Source material.
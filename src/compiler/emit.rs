use crate::construct::tree::{Node, Program};

/// Emitter walks a syntax tree and writes it back out
/// as C-style call expressions:
/// ```plain
/// (add 2 (subtract 4 2))  =>  add(2,subtract(4,2))
/// ```
/// The tree has been fully validated by the parser,
/// so emitting can't fail.
#[derive(Debug, Default)]
pub struct Emitter {
    output: String,
}

impl Emitter {
    /// Emits a single expression.
    pub fn emit(node: &Node) -> String {
        let mut emitter = Emitter::default();
        emitter.walk(node);

        tracing::debug!(bytes = emitter.output.len(), "emitted expression");
        emitter.output
    }

    /// Emits every top-level expression of a program,
    /// back to back, in source order.
    pub fn emit_program(program: &Program) -> String {
        let mut emitter = Emitter::default();
        for node in program.body.iter() {
            emitter.walk(node);
        }

        tracing::debug!(
            expressions = program.body.len(),
            bytes = emitter.output.len(),
            "emitted program"
        );
        emitter.output
    }

    fn walk(&mut self, node: &Node) {
        match node {
            // literals are written verbatim, strings unquoted
            Node::NumberLiteral(value) | Node::StringLiteral(value) => {
                self.output.push_str(value)
            },
            Node::Call { name, arguments } => self.call(name, arguments),
        }
    }

    fn call(&mut self, name: &str, arguments: &[Node]) {
        self.output.push_str(name);
        self.output.push('(');

        for (index, argument) in arguments.iter().enumerate() {
            if index > 0 {
                self.output.push(',');
            }
            self.walk(argument);
        }

        self.output.push(')');
    }
}
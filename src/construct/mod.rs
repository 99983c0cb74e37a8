//! The datastructures handed from one compiler stage to the
//! next: tokens out of the lexer, the tree out of the parser.

pub mod token;
pub mod tree;
pub mod visit;
use std::io::{self, Write};

use structopt::StructOpt;
use wren::{
    compiler::{Emitter, Lexer, Parser},
    construct::token,
    Node,
};

// argument parser and configuration
pub mod cli;
pub mod status;

use crate::{cli::Wren, status::Status};

fn section(out: &mut impl Write, name: &str) -> io::Result<()> {
    writeln!(out, "-----{}-----", name)
}

fn run(args: &Wren, out: &mut impl Write) -> Result<(), String> {
    let source = args.source()?;
    tracing::info!(path = %source.path.display(), "translating");

    // run every stage before printing anything,
    // so a failed translation produces no output
    let tokens = Lexer::lex(source).map_err(|e| e.to_string())?;
    let dumped_tokens = token::dump(&tokens.item);
    let program = Parser::parse(tokens).map_err(|e| e.to_string())?;

    if program.body.is_empty() {
        Status::warn().log("Nothing to translate, the source is empty");
        return Ok(());
    }

    // default to the first expression only
    let nodes = if args.all { &program.body[..] } else { &program.body[..1] };

    write_output(args, out, &dumped_tokens, nodes)
        .map_err(|e| format!("Could not write output: {}", e))
}

fn write_output(
    args: &Wren,
    out: &mut impl Write,
    dumped_tokens: &str,
    nodes: &[Node],
) -> io::Result<()> {
    if args.tokens {
        section(out, "Tokens")?;
        write!(out, "{}", dumped_tokens)?;
    }

    if args.ast {
        section(out, "AST")?;
        for node in nodes {
            write!(out, "{}", node.dump())?;
        }
    }

    if args.dumps() {
        section(out, "output")?;
    }

    for node in nodes {
        writeln!(out, "{}", Emitter::emit(node))?;
    }

    out.flush()
}

fn main() {
    let args = Wren::from_args();

    tracing_subscriber::fmt()
        .with_env_filter(args.log_level.as_str())
        .with_writer(io::stderr)
        .init();

    if let Err(message) = run(&args, &mut io::stdout().lock()) {
        Status::fatal().log(&message);
        std::process::exit(1);
    }
}

#[cfg(test)]
mod test {
    use super::*;

    fn translate(args: &[&str]) -> (Result<(), String>, String) {
        let args = Wren::from_iter(std::iter::once("wren").chain(args.iter().copied()));
        let mut out = vec![];
        let result = run(&args, &mut out);
        (result, String::from_utf8(out).unwrap())
    }

    #[test]
    fn expr() {
        let (result, out) = translate(&["-e", "(add 2 2)"]);
        assert_eq!(result, Ok(()));
        assert_eq!(out, "add(2,2)\n");
    }

    #[test]
    fn demo_without_input() {
        let (result, out) = translate(&[]);
        assert_eq!(result, Ok(()));
        assert_eq!(out, "add(2,subtract(add(3,2),2))\n");
    }

    #[test]
    fn path() {
        let mut file = tempfile::NamedTempFile::new().unwrap();
        write!(file, "(subtract 4\n  (add 1 1))\n").unwrap();
        let path = file.path().to_str().unwrap();

        let (result, out) = translate(&[path]);
        assert_eq!(result, Ok(()));
        assert_eq!(out, "subtract(4,add(1,1))\n");
    }

    #[test]
    fn missing_path() {
        let (result, out) = translate(&["does/not/exist.sexp"]);
        assert!(result.unwrap_err().contains("does/not/exist.sexp"));
        assert!(out.is_empty());
    }

    #[test]
    fn error_prints_nothing() {
        let (result, out) = translate(&["-t", "-e", "(add 2"]);
        assert!(result.unwrap_err().contains("Unmatched Paren Error"));
        assert!(out.is_empty());

        let (result, out) = translate(&["-a", "-e", "(add @)"]);
        assert!(result.unwrap_err().contains("Lex Error"));
        assert!(out.is_empty());
    }

    #[test]
    fn empty_source() {
        let (result, out) = translate(&["-e", "   "]);
        assert_eq!(result, Ok(()));
        assert!(out.is_empty());
    }

    #[test]
    fn header_only_with_dumps() {
        let (_, plain) = translate(&["-e", "(add 2 2)"]);
        assert!(!plain.contains("-----output-----"));

        let (result, out) = translate(&["-a", "-e", "(add 2 2)"]);
        assert_eq!(result, Ok(()));
        assert!(out.starts_with("-----AST-----\n"));
        assert!(out.ends_with("-----output-----\nadd(2,2)\n"));
        assert!(!out.contains("-----Tokens-----"));

        let (_, out) = translate(&["-t", "-e", "(add 2 2)"]);
        assert!(out.starts_with("-----Tokens-----\n"));
        assert!(out.ends_with("-----output-----\nadd(2,2)\n"));
    }

    #[test]
    fn first_expression_by_default() {
        let (_, out) = translate(&["-e", "(a 1) (b 2)"]);
        assert_eq!(out, "a(1)\n");
    }

    #[test]
    fn all_expressions() {
        let (result, out) = translate(&["--all", "-e", "(a 1) 3 (b 2)"]);
        assert_eq!(result, Ok(()));
        assert_eq!(out, "a(1)\n3\nb(2)\n");
    }
}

Required work. Copy each line of the data above exactly as it appears.

Written solution.
filename src/compiler/emit.rs
use crate::construct::tree::{Node, Program};

/// Emitter walks a syntax tree and writes it back out
/// as C-style call expressions:
/// ```plain
/// (add 2 (subtract 4 2))  =>  add(2,subtract(4,2))
/// ```
/// The tree has been fully validated by the parser,
/// so emitting can't fail.
#[derive(Debug, Default)]
pub struct Emitter {
    output: String,
}

impl Emitter {
    /// Emits a single expression.
    pub fn emit(node: &Node) -> String {
        let mut emitter = Emitter::default();
        emitter.walk(node);

        tracing::debug!(bytes = emitter.output.len(), "emitted expression");
        emitter.output
    }

    /// Emits every top-level expression of a program,
    /// back to back, in source order.
    pub fn emit_program(program: &Program) -> String {
        let mut emitter = Emitter::default();
        for node in program.body.iter() {
            emitter.walk(node);
        }

        tracing::debug!(
            expressions = program.body.len(),
            bytes = emitter.output.len(),
            "emitted program"
        );
        emitter.output
    }

    fn walk(&mut self, node: &Node) {
        match node {
            // literals are written verbatim, strings unquoted
            Node::NumberLiteral(value) | Node::StringLiteral(value) => {
                self.output.push_str(value)
            },
            Node::Call { name, arguments } => self.call(name, arguments),
        }
    }

    fn call(&mut self, name: &str, arguments: &[Node]) {
        self.output.push_str(name);
        self.output.push('(');

        for (index, argument) in arguments.iter().enumerate() {
            if index > 0 {
                self.output.push(',');
            }
            self.walk(argument);
        }

        self.output.push(')');
    }
}
filename src/construct/mod.rs
repository 99983c0cb74e37a8
//! The datastructures handed from one compiler stage to the
//! next: tokens out of the lexer, the tree out of the parser.

pub mod token;
pub mod tree;
pub mod visit;
use std::io::{self, Write};

use structopt::StructOpt;
use wren::{
    compiler::{Emitter, Lexer, Parser},
    construct::token,
    Node,
};

// argument parser and configuration
pub mod cli;
pub mod status;

use crate::{cli::Wren, status::Status};

fn section(out: &mut impl Write, name: &str) -> io::Result<()> {
    writeln!(out, "-----{}-----", name)
}

fn run(args: &Wren, out: &mut impl Write) -> Result<(), String> {
    let source = args.source()?;
    tracing::info!(path = %source.path.display(), "translating");

    // run every stage before printing anything,
    // so a failed translation produces no output
    let tokens = Lexer::lex(source).map_err(|e| e.to_string())?;
    let dumped_tokens = token::dump(&tokens.item);
    let program = Parser::parse(tokens).map_err(|e| e.to_string())?;

    if program.body.is_empty() {
        Status::warn().log("Nothing to translate, the source is empty");
        return Ok(());
    }

    // default to the first expression only
    let nodes = if args.all { &program.body[..] } else { &program.body[..1] };

    write_output(args, out, &dumped_tokens, nodes)
        .map_err(|e| format!("Could not write output: {}", e))
}

fn write_output(
    args: &Wren,
    out: &mut impl Write,
    dumped_tokens: &str,
    nodes: &[Node],
) -> io::Result<()> {
    if args.tokens {
        section(out, "Tokens")?;
        write!(out, "{}", dumped_tokens)?;
    }

    if args.ast {
        section(out, "AST")?;
        for node in nodes {
            write!(out, "{}", node.dump())?;
        }
    }

    if args.dumps() {
        section(out, "output")?;
    }

    for node in nodes {
        writeln!(out, "{}", Emitter::emit(node))?;
    }

    out.flush()
}

fn main() {
    let args = Wren::from_args();

    tracing_subscriber::fmt()
        .with_env_filter(args.log_level.as_str())
        .with_writer(io::stderr)
        .init();

    if let Err(message) = run(&args, &mut io::stdout().lock()) {
        Status::fatal().log(&message);
        std::process::exit(1);
    }
}

#[cfg(test)]
mod test {
    use super::*;

    fn translate(args: &[&str]) -> (Result<(), String>, String) {
        let args = Wren::from_iter(std::iter::once("wren").chain(args.iter().copied()));
        let mut out = vec![];
        let result = run(&args, &mut out);
        (result, String::from_utf8(out).unwrap())
    }

    #[test]
    fn expr() {
        let (result, out) = translate(&["-e", "(add 2 2)"]);
        assert_eq!(result, Ok(()));
        assert_eq!(out, "add(2,2)\n");
    }

    #[test]
    fn demo_without_input() {
        let (result, out) = translate(&[]);
        assert_eq!(result, Ok(()));
        assert_eq!(out, "add(2,subtract(add(3,2),2))\n");
    }

    #[test]
    fn path() {
        let mut file = tempfile::NamedTempFile::new().unwrap();
        write!(file, "(subtract 4\n  (add 1 1))\n").unwrap();
        let path = file.path().to_str().unwrap();

        let (result, out) = translate(&[path]);
        assert_eq!(result, Ok(()));
        assert_eq!(out, "subtract(4,add(1,1))\n");
    }

    #[test]
    fn missing_path() {
        let (result, out) = translate(&["does/not/exist.sexp"]);
        assert!(result.unwrap_err().contains("does/not/exist.sexp"));
        assert!(out.is_empty());
    }

    #[test]
    fn error_prints_nothing() {
        let (result, out) = translate(&["-t", "-e", "(add 2"]);
        assert!(result.unwrap_err().contains("Unmatched Paren Error"));
        assert!(out.is_empty());

        let (result, out) = translate(&["-a", "-e", "(add @)"]);
        assert!(result.unwrap_err().contains("Lex Error"));
        assert!(out.is_empty());
    }

    #[test]
    fn empty_source() {
        let (result, out) = translate(&["-e", "   "]);
        assert_eq!(result, Ok(()));
        assert!(out.is_empty());
    }

    #[test]
    fn header_only_with_dumps() {
        let (_, plain) = translate(&["-e", "(add 2 2)"]);
        assert!(!plain.contains("-----output-----"));

        let (result, out) = translate(&["-a", "-e", "(add 2 2)"]);
        assert_eq!(result, Ok(()));
        assert!(out.starts_with("-----AST-----\n"));
        assert!(out.ends_with("-----output-----\nadd(2,2)\n"));
        assert!(!out.contains("-----Tokens-----"));

        let (_, out) = translate(&["-t", "-e", "(add 2 2)"]);
        assert!(out.starts_with("-----Tokens-----\n"));
        assert!(out.ends_with("-----output-----\nadd(2,2)\n"));
    }

    #[test]
    fn first_expression_by_default() {
        let (_, out) = translate(&["-e", "(a 1) (b 2)"]);
        assert_eq!(out, "a(1)\n");
    }

    #[test]
    fn all_expressions() {
        let (result, out) = translate(&["--all", "-e", "(a 1) 3 (b 2)"]);
        assert_eq!(result, Ok(()));
        assert_eq!(out, "a(1)\n3\nb(2)\n");
    }
}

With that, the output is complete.